And so the moderate takeover of the Federal Liberal Party is completed, even if it won’t necessarily last that long. Malcolm Turnbull in charge, Julie Bishop still deputy but in internal exile in Foreign Affairs, Joe Hockey shadow Treasurer, Christopher Pyne made manager of Opposition business. Be gentle with him, Albo. And new finance spokeswoman Helen Coonan, who is aligned with the NSW Right, also happens to be one the party’s most progressive voices, especially on women’s issues.
Call it the Sydney First strategy.
In truth the takeover is partly accidental. Coonan had barely warmed the chair in foreign affairs — having been moved there by Turnbull from Human Services because he wanted to elevate Andrew Robb — but now she’s been promoted to a key economic ministry, up against one of the Government’s most formidable performers, because Bishop wanted Foreign Affairs and Hockey had been moved. Turnbull barely bothered to disguise the fact that this was a reshuffle designed to keep movement to a minimum.
There’s nothing accidental, though, about Pyne’s promotion, although he had filled in for Hockey in the past. When Brendan Nelson, lifted to victory with the aid of the party’s Right in November 2007, allocated portfolios, he made an example of Pyne, who had dared to call for a more moderate path for the party and thrown his hat in for the deputy leadership. Nelson gave him the justice portfolio, the equivalent of throwing his scalp to his conservative backers. Turnbull corrected this, elevating Pyne to education, and has elevated him further as a reward for, well, not being made mincemeat of by Julia Gillard.

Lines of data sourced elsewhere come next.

use std::path::{Path, PathBuf};

use crate::error::{Error, ErrorKind, Result};
use crate::package::{PACKAGE_EXT, PackageFile, PackageInfo, Revision};
use crate::rootfs;
use crate::store::{LogProgress, SourceFactory, normalize_store_id};

#[derive(Debug, Clone, Default)]
pub struct AcquireOptions {
    /// Directory receiving `<name>_<revision>.pkg`; empty means the current directory.
    pub target_dir: PathBuf,
    pub channel: String,
    pub store_id: String,
    pub architecture: String,
    pub local_dir: Option<PathBuf>,
}

#[derive(Debug, Clone, PartialEq, Eq)]
pub enum PackageOrigin {
    Local(PathBuf),
    Store,
}

impl PackageOrigin {
    /// `name` may itself be a path to a `.pkg` file, or name one under `local_dir`.
    pub fn select(name: &str, local_dir: Option<&Path>) -> Self {
        let direct = Path::new(name);
        if direct.extension().is_some_and(|e| e == PACKAGE_EXT) && direct.is_file() {
            return PackageOrigin::Local(direct.to_path_buf());
        }
        if let Some(dir) = local_dir {
            let candidate = dir.join(format!("{name}.{PACKAGE_EXT}"));
            if candidate.is_file() {
                return PackageOrigin::Local(candidate);
            }
        }
        PackageOrigin::Store
    }
}

// Removes the store download on every exit path.
struct TempDownload(PathBuf);

impl Drop for TempDownload {
    fn drop(&mut self) {
        let _ = std::fs::remove_file(&self.0);
    }
}

pub fn acquire(
    name: &str,
    opts: &AcquireOptions,
    factory: &dyn SourceFactory,
) -> Result<(PathBuf, PackageInfo)> {
    let target_dir = if opts.target_dir.as_os_str().is_empty() {
        PathBuf::from(".")
    } else {
        opts.target_dir.clone()
    };

    match PackageOrigin::select(name, opts.local_dir.as_deref()) {
        PackageOrigin::Local(path) => acquire_local(name, &path, &target_dir),
        PackageOrigin::Store => acquire_from_store(name, opts, &target_dir, factory),
    }
}

fn acquire_local(name: &str, path: &Path, target_dir: &Path) -> Result<(PathBuf, PackageInfo)> {
    let pkg = PackageFile::open(path).map_err(|e| e.context(format!("package '{name}'")))?;
    let mut info = pkg
        .read_info()
        .map_err(|e| e.context(format!("package '{name}'")))?;
    if info.revision.is_unset() {
        info.revision = Revision::SIDELOAD;
    }

    let dst = target_dir.join(info.file_name());
    copy_into(name, path, &dst)?;
    tracing::info!(package = %info.name, revision = %info.revision, src = %path.display(), "using local package");
    Ok((dst, info))
}

fn acquire_from_store(
    name: &str,
    opts: &AcquireOptions,
    target_dir: &Path,
    factory: &dyn SourceFactory,
) -> Result<(PathBuf, PackageInfo)> {
    let source = factory
        .open(normalize_store_id(&opts.store_id), &opts.architecture)
        .map_err(|e| e.context(format!("package '{name}'")))?;

    let info = source
        .resolve(name, &opts.channel, false, None)
        .map_err(|e| e.context(format!("cannot find package '{name}'")))?;
    info.check_name()
        .map_err(|e| e.context(format!("package '{name}'")))?;
    let Some(download) = info.download.as_ref() else {
        return Err(Error::new(
            ErrorKind::NotFound,
            format!("package '{name}' has no download information"),
        ));
    };

    let tmp = source
        .download(name, download, &mut LogProgress::default(), None)
        .map(TempDownload)
        .map_err(|e| {
            Error::new(
                ErrorKind::Download,
                format!("cannot download package '{name}': {e}"),
            )
        })?;

    let dst = target_dir.join(info.file_name());
    copy_into(name, &tmp.0, &dst)?;
    tracing::info!(package = %info.name, revision = %info.revision, channel = %info.channel, "fetched package");
    Ok((dst, info))
}

fn copy_into(name: &str, src: &Path, dst: &Path) -> Result<()> {
    rootfs::atomic_copy(src, dst, 0o644).map_err(|e| {
        Error::new(
            ErrorKind::Copy,
            format!("cannot copy package '{name}': {e}"),
        )
    })?;
    tracing::debug!(src = %src.display(), dst = %dst.display(), "copied package");
    Ok(())
}

#[cfg(test)]
mod tests {
    use super::*;
    use std::cell::RefCell;
    use std::fs;

    use crate::package::DownloadInfo;
    use crate::store::{PackageSource, ProgressMeter, UserState};

    #[derive(Default)]
    struct Calls {
        opened: Vec<String>,
        downloads: Vec<PathBuf>,
    }

    struct FakeFactory {
        scratch: PathBuf,
        calls: RefCell<Calls>,
    }

    struct FakeSource<'a> {
        factory: &'a FakeFactory,
    }

    impl SourceFactory for FakeFactory {
        fn open(&self, store_id: &str, _architecture: &str) -> Result<Box<dyn PackageSource + '_>> {
            self.calls.borrow_mut().opened.push(store_id.to_string());
            Ok(Box::new(FakeSource { factory: self }))
        }
    }

    impl PackageSource for FakeSource<'_> {
        fn resolve(
            &self,
            name: &str,
            channel: &str,
            _devmode: bool,
            _user: Option<&UserState>,
        ) -> Result<PackageInfo> {
            if name == "missing" {
                return Err(Error::new(ErrorKind::NotFound, "no such package"));
            }
            let canonical = match name {
                "sneaky" => "../sneaky",
                other => other,
            };
            Ok(PackageInfo {
                name: canonical.to_string(),
                revision: Revision(12),
                channel: channel.to_string(),
                download: Some(DownloadInfo::default()),
                ..Default::default()
            })
        }

        fn download(
            &self,
            name: &str,
            _download: &DownloadInfo,
            _progress: &mut dyn ProgressMeter,
            _user: Option<&UserState>,
        ) -> Result<PathBuf> {
            let p = self.factory.scratch.join(format!("{name}.partial"));
            fs::write(&p, name.as_bytes()).expect("write download");
            self.factory.calls.borrow_mut().downloads.push(p.clone());
            Ok(p)
        }
    }

    #[test]
    fn store_packages_are_copied_and_temp_download_removed() {
        let tmp = tempfile::tempdir().expect("tempdir");
        let factory = factory(tmp.path());
        let opts = AcquireOptions {
            target_dir: tmp.path().join("out"),
            channel: "stable".into(),
            store_id: "canonical".into(),
            architecture: "amd64".into(),
            local_dir: None,
        };

        let (path, info) = acquire("core", &opts, &factory).expect("acquire");
        assert_eq!(path, tmp.path().join("out/core_12.pkg"));
        assert_eq!(fs::read(&path).expect("read"), b"core");
        assert_eq!(info.channel, "stable");

        let calls = factory.calls.borrow();
        assert_eq!(calls.opened, vec![String::new()]);
        assert!(!calls.downloads[0].exists(), "temp download left behind");

        #[cfg(unix)]
        {
            use std::os::unix::fs::PermissionsExt;
            let mode = fs::metadata(&path).expect("meta").permissions().mode();
            assert_eq!(mode & 0o777, 0o644);
        }
    }

    #[test]
    fn unknown_packages_keep_not_found_kind() {
        let tmp = tempfile::tempdir().expect("tempdir");
        let factory = factory(tmp.path());
        let opts = AcquireOptions {
            target_dir: tmp.path().to_path_buf(),
            ..Default::default()
        };
        let err = acquire("missing", &opts, &factory).expect_err("missing");
        assert_eq!(err.kind(), ErrorKind::NotFound);
        assert!(err.to_string().contains("'missing'"));
    }

    fn write_local_pkg(path: &Path, meta: &[u8]) {
        fs::create_dir_all(path.parent().expect("parent")).expect("mkdir");
        let mut b = tar::Builder::new(fs::File::create(path).expect("create"));
        let mut header = tar::Header::new_gnu();
        header.set_size(meta.len() as u64);
        header.set_mode(0o644);
        header.set_cksum();
        b.append_data(&mut header, "meta/package.toml", meta)
            .expect("append");
        b.finish().expect("finish");
    }

    fn factory(tmp: &Path) -> FakeFactory {
        FakeFactory {
            scratch: tmp.to_path_buf(),
            calls: RefCell::default(),
        }
    }

    #[test]
    fn local_override_skips_the_store() {
        let tmp = tempfile::tempdir().expect("tempdir");
        let local = tmp.path().join("local");
        write_local_pkg(&local.join("hello.pkg"), b"name = \"hello\"\nversion = \"1.0\"\n");

        let factory = factory(tmp.path());
        let opts = AcquireOptions {
            target_dir: tmp.path().join("out"),
            local_dir: Some(local.clone()),
            ..Default::default()
        };

        assert_eq!(
            PackageOrigin::select("hello", Some(&local)),
            PackageOrigin::Local(local.join("hello.pkg"))
        );
        let (path, info) = acquire("hello", &opts, &factory).expect("acquire local");
        assert_eq!(info.revision, Revision::SIDELOAD);
        assert_eq!(path, tmp.path().join("out/hello_x1.pkg"));
        assert!(factory.calls.borrow().opened.is_empty());
    }

    #[test]
    fn package_names_cannot_leave_the_target_dir() {
        let tmp = tempfile::tempdir().expect("tempdir");
        let local = tmp.path().join("local");
        write_local_pkg(&local.join("escaped.pkg"), b"name = \"../../escaped\"\n");

        let factory = factory(tmp.path());
        let opts = AcquireOptions {
            target_dir: tmp.path().join("a/b/out"),
            local_dir: Some(local),
            ..Default::default()
        };
        let err = acquire("escaped", &opts, &factory).expect_err("local name escapes");
        assert_eq!(err.kind(), ErrorKind::Decode);
        assert!(!tmp.path().join("a/escaped_x1.pkg").exists());

        let err = acquire("sneaky", &opts, &factory).expect_err("store name escapes");
        assert_eq!(err.kind(), ErrorKind::Decode);
        assert!(factory.calls.borrow().downloads.is_empty());
        assert!(!tmp.path().join("a/b/sneaky_12.pkg").exists());
    }
}
use std::fmt;

use serde::{Deserialize, Serialize};

use crate::error::{Error, ErrorKind, Result};

pub mod container;

pub use container::PackageFile;

pub const PACKAGE_EXT: &str = "pkg";

#[derive(Debug, Clone, Copy, PartialEq, Eq, Serialize, Deserialize, Default)]
#[serde(rename_all = "lowercase")]
pub enum PackageKind {
    #[default]
    App,
    Gadget,
    Kernel,
    Os,
}

impl PackageKind {
    pub fn as_str(self) -> &'static str {
        match self {
            PackageKind::App => "app",
            PackageKind::Gadget => "gadget",
            PackageKind::Kernel => "kernel",
            PackageKind::Os => "os",
        }
    }
}

/// Package revision. Zero is unset, positive values come from a store and
/// negative values mark locally sideloaded artifacts.
#[derive(Debug, Clone, Copy, PartialEq, Eq, PartialOrd, Ord, Hash, Default, Serialize, Deserialize)]
#[serde(transparent)]
pub struct Revision(pub i64);

impl Revision {
    pub const UNSET: Revision = Revision(0);
    pub const SIDELOAD: Revision = Revision(-1);

    pub fn is_unset(self) -> bool {
        self.0 == 0
    }

    pub fn is_local(self) -> bool {
        self.0 < 0
    }
}

impl fmt::Display for Revision {
    fn fmt(&self, f: &mut fmt::Formatter<'_>) -> fmt::Result {
        match self.0 {
            0 => write!(f, "unset"),
            n if self.is_local() => write!(f, "x{}", n.unsigned_abs()),
            n => write!(f, "{n}"),
        }
    }
}

#[derive(Debug, Clone, PartialEq, Eq, Serialize, Deserialize, Default)]
pub struct DownloadInfo {
    pub url: String,
    pub sha256: String,
    #[serde(default)]
    pub size: u64,
}

#[derive(Debug, Clone, PartialEq, Eq, Serialize, Deserialize, Default)]
#[serde(default, rename_all = "kebab-case")]
pub struct PackageInfo {
    pub name: String,
    pub id: String,
    pub revision: Revision,
    pub channel: String,
    pub publisher_id: String,
    pub publisher: String,
    #[serde(rename = "type")]
    pub kind: PackageKind,
    pub version: String,
    #[serde(skip_serializing_if = "Option::is_none")]
    pub download: Option<DownloadInfo>,
}

impl PackageInfo {
    /// On-disk artifact name, e.g. `pc-kernel_33.pkg` or `hello_x1.pkg`.
    pub fn file_name(&self) -> String {
        format!("{}_{}.{}", self.name, self.revision, PACKAGE_EXT)
    }

    /// The name becomes part of a file name, so it must be a single plain path component.
    pub fn check_name(&self) -> Result<()> {
        let name = self.name.trim();
        let bad = name.is_empty()
            || name == "."
            || name.contains("..")
            || name.contains(['/', '\\', '\0']);
        if bad {
            return Err(Error::new(
                ErrorKind::Decode,
                format!("invalid package name '{}'", self.name.escape_debug()),
            ));
        }
        Ok(())
    }
}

At least, as Opposition Manager of Business, Pyne will spare us Hockey’s constant cries and groans of incredulity, as each statement from the Government and ruling from the Speaker prompted ever-louder howls of astonished outrage at the injustice of political life.
In contrast, Nick Minchin now more than ever looks like Don Corleone in retirement. Watch out for him to start sticking oranges in his mouth and chase little kids around the Senate.
The Liberal Party, eternally factionalised but without the party structure to deal with it, pays on results. Malcolm Fraser, who took the party’s progressive tradition further than any previous leader in areas like immigration and foreign affairs, engineered the dismissal of Whitlam, beat him twice and Hayden once. John Howard, who oversaw the removal of party moderates and oversaw a major shift to the Right, racked up four wins at his second go. Both were rewarded with undivided loyalty by their MPs. Fraser saw off a challenge from Andrew Peacock and Howard was so strong Costello never bothered. If Turnbull and the moderates succeed, they’ll earn the same support. If they don’t, the rubbish of the last fifteen months will continue to the next election and beyond.
One the reasons it will probably continue is the selfishness of Peter Costello. Did he knock back the shadow Treasurership? If so, when? On the weekend? Previously?
More to the point, who cares? Is there anyone on the planet who thinks he’d have accepted it? Or that he gives a stuff about the welfare of his party? Alexander Downer left. Mark Vaile left. Peter McGauran left. Brendan Nelson has now left. Costello remains, a permanent distraction, a constant jibe ready on the lips of the Prime Minister, who only has to gesture to him in Question Time. The selfishness of Peter Costello is now the last remaining stumbling block to the Coalition moving on from the Howard years and grappling with life after the financial crisis. While ever he remains, he’ll keep the focus on the Liberals. The Government will be quite happy with that.